The man Tommy McCook needs no introduction, such was his pedigree and longevity. His endless work at Treasure Isle studio for legendary sound man and producer Duke Reid rivals that of any bandleader in Jamaican history. This tune, however, is a little different from the rest. The way McCook included elements of jazz and Cuban band music is well acknowledged already, but this slice of pan-Caribbean sounds is fresh and fun and quite a bit different from what other major studios of the day were putting to tape. UK pop singer Lily Allen successfully sampled this a few years ago, and I gotta say, she did it justice.  It's worth checking out if you want to connect the dots.

-Rice & Peas


The Gaytones
“Let It Happen Now"
WIRL pre 7" (1967)

Rocksteady rarities are what it's all about, let's be honest. A repeat offender in that era was Ewan "The Big Cat" McDermott, of whom little has been learned to this day. Like Joe White, his beginnings were in the ska era (if not earlier) and his singing voice carried an unusual '50s-style doo wop tone into the new Jamaican genres with surprising aplomb.
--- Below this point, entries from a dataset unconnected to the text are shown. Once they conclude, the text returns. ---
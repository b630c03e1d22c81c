use opentelemetry_timer_trigger::{
    initialize_instrumentation, InstrumentationSettings, InstrumentedHandler, TimerTrigger,
    TimerTriggerConfig, RESOURCE_NAME,
};
use std::error::Error;
use tracing::{info, warn};

#[tokio::main]
async fn main() -> Result<(), Box<dyn Error + Send + Sync + 'static>> {
    // Must precede everything else so the first span and log line are exported.
    let instrumentation = initialize_instrumentation(&InstrumentationSettings::from_env())?;

    let config = TimerTriggerConfig::from_function_json(RESOURCE_NAME, include_str!("../function.json"))?;
    info!(
        target: "timer-trigger",
        function = config.function_name(),
        schedule = %config.schedule(),
        "Timer function loaded"
    );

    let handler = InstrumentedHandler::timer_trigger_builder(instrumentation.tracer())
        .with_service(instrumentation.service_name())
        .build();
    let summary = TimerTrigger::new(config, handler)
        .run_until(async {
            if let Err(err) = tokio::signal::ctrl_c().await {
                warn!(target: "timer-trigger", error = %err, "Unable to listen for Ctrl-C");
                std::future::pending::<()>().await;
            }
        })
        .await;
    info!(
        target: "timer-trigger",
        invocations = summary.invocations,
        failures = summary.failures,
        "Timer function stopped"
    );

    instrumentation.shutdown()?;
    Ok(())
}
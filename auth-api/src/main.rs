/*
 * Copyright 2025 Security Union LLC
 *
 * Licensed under either of
 *
 * * Apache License, Version 2.0
 *   (http://www.apache.org/licenses/LICENSE-2.0)
 * * MIT license
 *   (http://opensource.org/licenses/MIT)
 *
 * at your option.
 */

//! Auth service entry point.
//!
//! A standalone Axum service that runs federated OIDC login and issues
//! API tokens for the rest of the platform.

use std::sync::Arc;

use auth_api::clock::SystemClock;
use auth_api::config::Config;
use auth_api::db::postgres::PgStore;
use auth_api::http::ReqwestFetcher;
use auth_api::maintenance::{self, Retention};
use auth_api::routes;
use auth_api::state::AppState;
use sqlx::postgres::PgPoolOptions;
use tower_http::cors::{Any, CorsLayer};
use tracing_subscriber::EnvFilter;

#[tokio::main]
async fn main() {
    tracing_subscriber::fmt()
        .with_env_filter(EnvFilter::from_default_env())
        .init();

    let config = Config::from_env().expect("failed to load configuration");

    let pool = PgPoolOptions::new()
        .max_connections(20)
        .connect(&config.database_url)
        .await
        .expect("failed to connect to PostgreSQL");

    tracing::info!("Connected to PostgreSQL");

    let store = Arc::new(PgStore::new(pool));
    store.migrate().await.expect("failed to run migrations");

    let fetcher =
        Arc::new(ReqwestFetcher::new(config.http_timeout).expect("failed to build HTTP client"));

    let state = AppState::new(store, &config, fetcher, Arc::new(SystemClock))
        .expect("invalid identity provider configuration");

    maintenance::spawn(
        state.auth.clone(),
        state.tokens.clone(),
        Retention {
            sessions: chrono::Duration::seconds(config.session_retention_secs),
            expired_tokens: chrono::Duration::seconds(config.revoked_token_retention_secs),
            revoked_tokens: chrono::Duration::seconds(config.revoked_token_retention_secs),
        },
        config.cleanup_interval,
    );

    let cors = CorsLayer::new()
        .allow_origin(Any)
        .allow_methods(Any)
        .allow_headers(Any);

    let app = routes::router().layer(cors).with_state(state);

    let listener = tokio::net::TcpListener::bind(&config.listen_addr)
        .await
        .expect("failed to bind listener");

    tracing::info!("Auth service listening on {}", config.listen_addr);

    axum::serve(listener, app).await.expect("server error");
}
/*
 * Copyright 2025 Security Union LLC
 *
 * Licensed under either of
 *
 * * Apache License, Version 2.0
 *   (http://www.apache.org/licenses/LICENSE-2.0)
 * * MIT license
 *   (http://opensource.org/licenses/MIT)
 *
 * at your option.
 */

//! API token scopes.
//!
//! Matching is exact string equality. The only hierarchy is the
//! [`ADMIN_WILDCARD`] scope, which grants everything; `notes:*` style
//! prefixes mean nothing.

use crate::model::Role;

pub const PROFILE_READ: &str = "profile:read";
pub const NOTES_READ: &str = "notes:read";
pub const NOTES_WRITE: &str = "notes:write";
pub const WIKI_READ: &str = "wiki:read";
pub const WIKI_WRITE: &str = "wiki:write";
pub const QUOTES_READ: &str = "quotes:read";
pub const QUOTES_WRITE: &str = "quotes:write";
pub const USERS_READ: &str = "users:read";
pub const USERS_WRITE: &str = "users:write";
pub const AUDIT_READ: &str = "audit:read";
pub const ADMIN_WILDCARD: &str = "admin:*";

const DEFAULT_USER_SCOPES: &[&str] = &[
    PROFILE_READ,
    NOTES_READ,
    NOTES_WRITE,
    WIKI_READ,
    WIKI_WRITE,
    QUOTES_READ,
    QUOTES_WRITE,
];

const ADMIN_ONLY_SCOPES: &[&str] = &[USERS_READ, USERS_WRITE, AUDIT_READ, ADMIN_WILDCARD];

pub fn default_user_scopes() -> Vec<String> {
    DEFAULT_USER_SCOPES.iter().map(|s| s.to_string()).collect()
}

pub fn admin_scopes() -> Vec<String> {
    DEFAULT_USER_SCOPES
        .iter()
        .chain(ADMIN_ONLY_SCOPES)
        .map(|s| s.to_string())
        .collect()
}

/// Scopes a user with `role` may put on a token.
pub fn allowed_for(role: Role) -> Vec<String> {
    match role {
        Role::User => default_user_scopes(),
        Role::Admin => admin_scopes(),
    }
}

/// `required` is granted by a literal entry or by the wildcard.
pub fn has_scope<S: AsRef<str>>(granted: &[S], required: &str) -> bool {
    granted
        .iter()
        .any(|s| s.as_ref() == required || s.as_ref() == ADMIN_WILDCARD)
}

/// Returns the first requested scope that `role` may not hold.
pub fn first_disallowed<'a>(role: Role, requested: &'a [String]) -> Option<&'a str> {
    let allowed = allowed_for(role);
    requested
        .iter()
        .find(|s| !allowed.contains(s))
        .map(String::as_str)
}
One gets the sense that he was esteemed by his peers, with duets abounding. One such duet is this lost gem featuring McDermott and one Clinton Wilks, who has song-writing credits here. Special mention must go to the toy-like keyboards here.

-The Kaiser

King Tubby
“12 Tribe Blues"
Bomb Shell 7" (1975)

It was rare that King Tubby got billing credits on a single, but here's such a delight. Tubby's mixing style is present throughout, and if your speakers can handle it, keep pushing down on that throttle. Augustus Pablo's melodica contribution adds a typically inspired embellishment on this reworking of Marley's "Talking Blues" melody and rhythm. A signature tune.